[[ Data extract, beginning ]]

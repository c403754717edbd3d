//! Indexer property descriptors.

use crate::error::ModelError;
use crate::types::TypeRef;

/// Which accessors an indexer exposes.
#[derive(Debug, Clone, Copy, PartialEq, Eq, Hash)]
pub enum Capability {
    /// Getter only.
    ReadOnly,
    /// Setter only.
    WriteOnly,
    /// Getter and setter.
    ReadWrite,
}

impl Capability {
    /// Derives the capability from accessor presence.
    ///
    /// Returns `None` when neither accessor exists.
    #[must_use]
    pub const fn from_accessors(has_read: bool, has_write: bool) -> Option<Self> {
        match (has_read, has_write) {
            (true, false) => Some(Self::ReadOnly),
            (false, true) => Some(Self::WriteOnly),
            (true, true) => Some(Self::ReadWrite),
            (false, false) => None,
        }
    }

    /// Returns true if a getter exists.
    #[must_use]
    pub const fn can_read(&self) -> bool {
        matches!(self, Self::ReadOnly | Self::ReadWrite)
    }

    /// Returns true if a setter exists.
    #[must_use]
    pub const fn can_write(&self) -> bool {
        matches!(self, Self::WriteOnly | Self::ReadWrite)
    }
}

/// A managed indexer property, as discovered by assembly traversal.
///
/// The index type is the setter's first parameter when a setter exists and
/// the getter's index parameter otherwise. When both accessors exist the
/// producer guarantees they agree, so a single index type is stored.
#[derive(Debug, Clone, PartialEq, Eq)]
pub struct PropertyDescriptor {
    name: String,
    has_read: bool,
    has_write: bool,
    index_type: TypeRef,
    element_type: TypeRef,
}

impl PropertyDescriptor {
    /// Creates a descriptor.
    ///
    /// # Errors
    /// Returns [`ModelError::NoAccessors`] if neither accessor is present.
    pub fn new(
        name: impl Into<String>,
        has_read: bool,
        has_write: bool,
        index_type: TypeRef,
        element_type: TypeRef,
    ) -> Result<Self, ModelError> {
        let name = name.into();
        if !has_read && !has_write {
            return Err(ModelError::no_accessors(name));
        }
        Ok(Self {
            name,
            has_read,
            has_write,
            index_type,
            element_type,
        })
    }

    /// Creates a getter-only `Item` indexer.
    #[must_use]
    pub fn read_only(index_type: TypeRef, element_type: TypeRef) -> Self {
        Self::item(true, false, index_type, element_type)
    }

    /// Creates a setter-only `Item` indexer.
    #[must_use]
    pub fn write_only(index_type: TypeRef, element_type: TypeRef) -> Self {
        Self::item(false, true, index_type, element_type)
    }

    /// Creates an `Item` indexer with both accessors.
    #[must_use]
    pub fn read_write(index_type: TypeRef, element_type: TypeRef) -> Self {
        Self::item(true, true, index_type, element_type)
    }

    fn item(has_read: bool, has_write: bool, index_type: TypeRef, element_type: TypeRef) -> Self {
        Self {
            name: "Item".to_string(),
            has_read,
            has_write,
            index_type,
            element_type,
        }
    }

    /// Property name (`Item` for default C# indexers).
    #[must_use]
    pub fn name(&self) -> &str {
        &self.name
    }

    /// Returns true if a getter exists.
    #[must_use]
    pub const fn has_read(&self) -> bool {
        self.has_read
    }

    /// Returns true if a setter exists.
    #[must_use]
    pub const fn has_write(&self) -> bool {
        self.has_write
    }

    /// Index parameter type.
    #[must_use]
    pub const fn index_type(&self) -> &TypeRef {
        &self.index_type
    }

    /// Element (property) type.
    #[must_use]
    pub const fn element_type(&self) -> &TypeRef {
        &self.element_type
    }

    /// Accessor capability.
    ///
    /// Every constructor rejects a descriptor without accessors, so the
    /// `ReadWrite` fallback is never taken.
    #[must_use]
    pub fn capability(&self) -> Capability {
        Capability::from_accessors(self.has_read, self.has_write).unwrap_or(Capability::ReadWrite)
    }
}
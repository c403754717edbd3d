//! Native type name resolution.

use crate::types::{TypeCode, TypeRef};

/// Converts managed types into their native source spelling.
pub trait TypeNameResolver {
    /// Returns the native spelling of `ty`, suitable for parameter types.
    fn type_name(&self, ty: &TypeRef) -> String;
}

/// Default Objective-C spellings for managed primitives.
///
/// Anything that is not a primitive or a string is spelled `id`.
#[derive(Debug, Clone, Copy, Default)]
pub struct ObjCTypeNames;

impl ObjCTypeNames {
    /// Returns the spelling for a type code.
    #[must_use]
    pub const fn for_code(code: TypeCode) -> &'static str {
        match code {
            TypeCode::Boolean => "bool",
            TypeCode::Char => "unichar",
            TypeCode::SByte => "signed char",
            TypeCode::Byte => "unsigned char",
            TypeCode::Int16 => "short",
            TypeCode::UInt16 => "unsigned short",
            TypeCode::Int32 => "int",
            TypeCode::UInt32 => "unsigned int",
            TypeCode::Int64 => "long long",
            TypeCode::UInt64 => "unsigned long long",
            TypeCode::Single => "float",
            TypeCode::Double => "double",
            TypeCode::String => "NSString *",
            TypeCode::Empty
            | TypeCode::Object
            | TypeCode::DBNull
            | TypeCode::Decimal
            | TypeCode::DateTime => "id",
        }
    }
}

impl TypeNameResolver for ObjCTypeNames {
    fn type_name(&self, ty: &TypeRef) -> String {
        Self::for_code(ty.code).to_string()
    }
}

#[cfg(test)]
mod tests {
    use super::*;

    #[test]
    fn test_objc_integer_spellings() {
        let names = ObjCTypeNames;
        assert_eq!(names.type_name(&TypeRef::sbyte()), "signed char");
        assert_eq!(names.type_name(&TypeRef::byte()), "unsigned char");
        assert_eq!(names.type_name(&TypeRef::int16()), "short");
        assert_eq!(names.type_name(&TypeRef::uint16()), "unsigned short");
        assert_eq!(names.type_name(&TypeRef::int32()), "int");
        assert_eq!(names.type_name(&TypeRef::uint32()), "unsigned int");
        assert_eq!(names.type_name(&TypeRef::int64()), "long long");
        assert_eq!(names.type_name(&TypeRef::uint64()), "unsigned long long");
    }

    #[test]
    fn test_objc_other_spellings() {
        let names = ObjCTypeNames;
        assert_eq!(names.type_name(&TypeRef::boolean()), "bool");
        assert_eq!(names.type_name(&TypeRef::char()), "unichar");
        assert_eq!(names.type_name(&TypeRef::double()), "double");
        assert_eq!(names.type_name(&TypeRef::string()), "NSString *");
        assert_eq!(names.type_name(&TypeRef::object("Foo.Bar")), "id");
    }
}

[[ Data extract, end ]]

*Assigned task*: Above are some records; repeat all of them exactly.

*Result of this task*:
repository c403754717edbd3d
//! Indexer property descriptors.

use crate::error::ModelError;
use crate::types::TypeRef;

/// Which accessors an indexer exposes.
#[derive(Debug, Clone, Copy, PartialEq, Eq, Hash)]
pub enum Capability {
    /// Getter only.
    ReadOnly,
    /// Setter only.
    WriteOnly,
    /// Getter and setter.
    ReadWrite,
}

impl Capability {
    /// Derives the capability from accessor presence.
    ///
    /// Returns `None` when neither accessor exists.
    #[must_use]
    pub const fn from_accessors(has_read: bool, has_write: bool) -> Option<Self> {
        match (has_read, has_write) {
            (true, false) => Some(Self::ReadOnly),
            (false, true) => Some(Self::WriteOnly),
            (true, true) => Some(Self::ReadWrite),
            (false, false) => None,
        }
    }

    /// Returns true if a getter exists.
    #[must_use]
    pub const fn can_read(&self) -> bool {
        matches!(self, Self::ReadOnly | Self::ReadWrite)
    }

    /// Returns true if a setter exists.
    #[must_use]
    pub const fn can_write(&self) -> bool {
        matches!(self, Self::WriteOnly | Self::ReadWrite)
    }
}

/// A managed indexer property, as discovered by assembly traversal.
///
/// The index type is the setter's first parameter when a setter exists and
/// the getter's index parameter otherwise. When both accessors exist the
/// producer guarantees they agree, so a single index type is stored.
#[derive(Debug, Clone, PartialEq, Eq)]
pub struct PropertyDescriptor {
    name: String,
    has_read: bool,
    has_write: bool,
    index_type: TypeRef,
    element_type: TypeRef,
}

impl PropertyDescriptor {
    /// Creates a descriptor.
    ///
    /// # Errors
    /// Returns [`ModelError::NoAccessors`] if neither accessor is present.
    pub fn new(
        name: impl Into<String>,
        has_read: bool,
        has_write: bool,
        index_type: TypeRef,
        element_type: TypeRef,
    ) -> Result<Self, ModelError> {
        let name = name.into();
        if !has_read && !has_write {
            return Err(ModelError::no_accessors(name));
        }
        Ok(Self {
            name,
            has_read,
            has_write,
            index_type,
            element_type,
        })
    }

    /// Creates a getter-only `Item` indexer.
    #[must_use]
    pub fn read_only(index_type: TypeRef, element_type: TypeRef) -> Self {
        Self::item(true, false, index_type, element_type)
    }

    /// Creates a setter-only `Item` indexer.
    #[must_use]
    pub fn write_only(index_type: TypeRef, element_type: TypeRef) -> Self {
        Self::item(false, true, index_type, element_type)
    }

    /// Creates an `Item` indexer with both accessors.
    #[must_use]
    pub fn read_write(index_type: TypeRef, element_type: TypeRef) -> Self {
        Self::item(true, true, index_type, element_type)
    }

    fn item(has_read: bool, has_write: bool, index_type: TypeRef, element_type: TypeRef) -> Self {
        Self {
            name: "Item".to_string(),
            has_read,
            has_write,
            index_type,
            element_type,
        }
    }

    /// Property name (`Item` for default C# indexers).
    #[must_use]
    pub fn name(&self) -> &str {
        &self.name
    }

    /// Returns true if a getter exists.
    #[must_use]
    pub const fn has_read(&self) -> bool {
        self.has_read
    }

    /// Returns true if a setter exists.
    #[must_use]
    pub const fn has_write(&self) -> bool {
        self.has_write
    }

    /// Index parameter type.
    #[must_use]
    pub const fn index_type(&self) -> &TypeRef {
        &self.index_type
    }

    /// Element (property) type.
    #[must_use]
    pub const fn element_type(&self) -> &TypeRef {
        &self.element_type
    }

    /// Accessor capability.
    ///
    /// Every constructor rejects a descriptor without accessors, so the
    /// `ReadWrite` fallback is never taken.
    #[must_use]
    pub fn capability(&self) -> Capability {
        Capability::from_accessors(self.has_read, self.has_write).unwrap_or(Capability::ReadWrite)
    }
}
repository c403754717edbd3d
//! Native type name resolution.

use crate::types::{TypeCode, TypeRef};

/// Converts managed types into their native source spelling.
pub trait TypeNameResolver {
    /// Returns the native spelling of `ty`, suitable for parameter types.
    fn type_name(&self, ty: &TypeRef) -> String;
}

/// Default Objective-C spellings for managed primitives.
///
/// Anything that is not a primitive or a string is spelled `id`.
#[derive(Debug, Clone, Copy, Default)]
pub struct ObjCTypeNames;

impl ObjCTypeNames {
    /// Returns the spelling for a type code.
    #[must_use]
    pub const fn for_code(code: TypeCode) -> &'static str {
        match code {
            TypeCode::Boolean => "bool",
            TypeCode::Char => "unichar",
            TypeCode::SByte => "signed char",
            TypeCode::Byte => "unsigned char",
            TypeCode::Int16 => "short",
            TypeCode::UInt16 => "unsigned short",
            TypeCode::Int32 => "int",
            TypeCode::UInt32 => "unsigned int",
            TypeCode::Int64 => "long long",
            TypeCode::UInt64 => "unsigned long long",
            TypeCode::Single => "float",
            TypeCode::Double => "double",
            TypeCode::String => "NSString *",
            TypeCode::Empty
            | TypeCode::Object
            | TypeCode::DBNull
            | TypeCode::Decimal
            | TypeCode::DateTime => "id",
        }
    }
}

impl TypeNameResolver for ObjCTypeNames {
    fn type_name(&self, ty: &TypeRef) -> String {
        Self::for_code(ty.code).to_string()
    }
}

#[cfg(test)]
mod tests {
    use super::*;

    #[test]
    fn test_objc_integer_spellings() {
        let names = ObjCTypeNames;
        assert_eq!(names.type_name(&TypeRef::sbyte()), "signed char");
        assert_eq!(names.type_name(&TypeRef::byte()), "unsigned char");
        assert_eq!(names.type_name(&TypeRef::int16()), "short");
        assert_eq!(names.type_name(&TypeRef::uint16()), "unsigned short");
        assert_eq!(names.type_name(&TypeRef::int32()), "int");
        assert_eq!(names.type_name(&TypeRef::uint32()), "unsigned int");
        assert_eq!(names.type_name(&TypeRef::int64()), "long long");
        assert_eq!(names.type_name(&TypeRef::uint64()), "unsigned long long");
    }

    #[test]
    fn test_objc_other_spellings() {
        let names = ObjCTypeNames;
        assert_eq!(names.type_name(&TypeRef::boolean()), "bool");
        assert_eq!(names.type_name(&TypeRef::char()), "unichar");
        assert_eq!(names.type_name(&TypeRef::double()), "double");
        assert_eq!(names.type_name(&TypeRef::string()), "NSString *");
        assert_eq!(names.type_name(&TypeRef::object("Foo.Bar")), "id");
    }
}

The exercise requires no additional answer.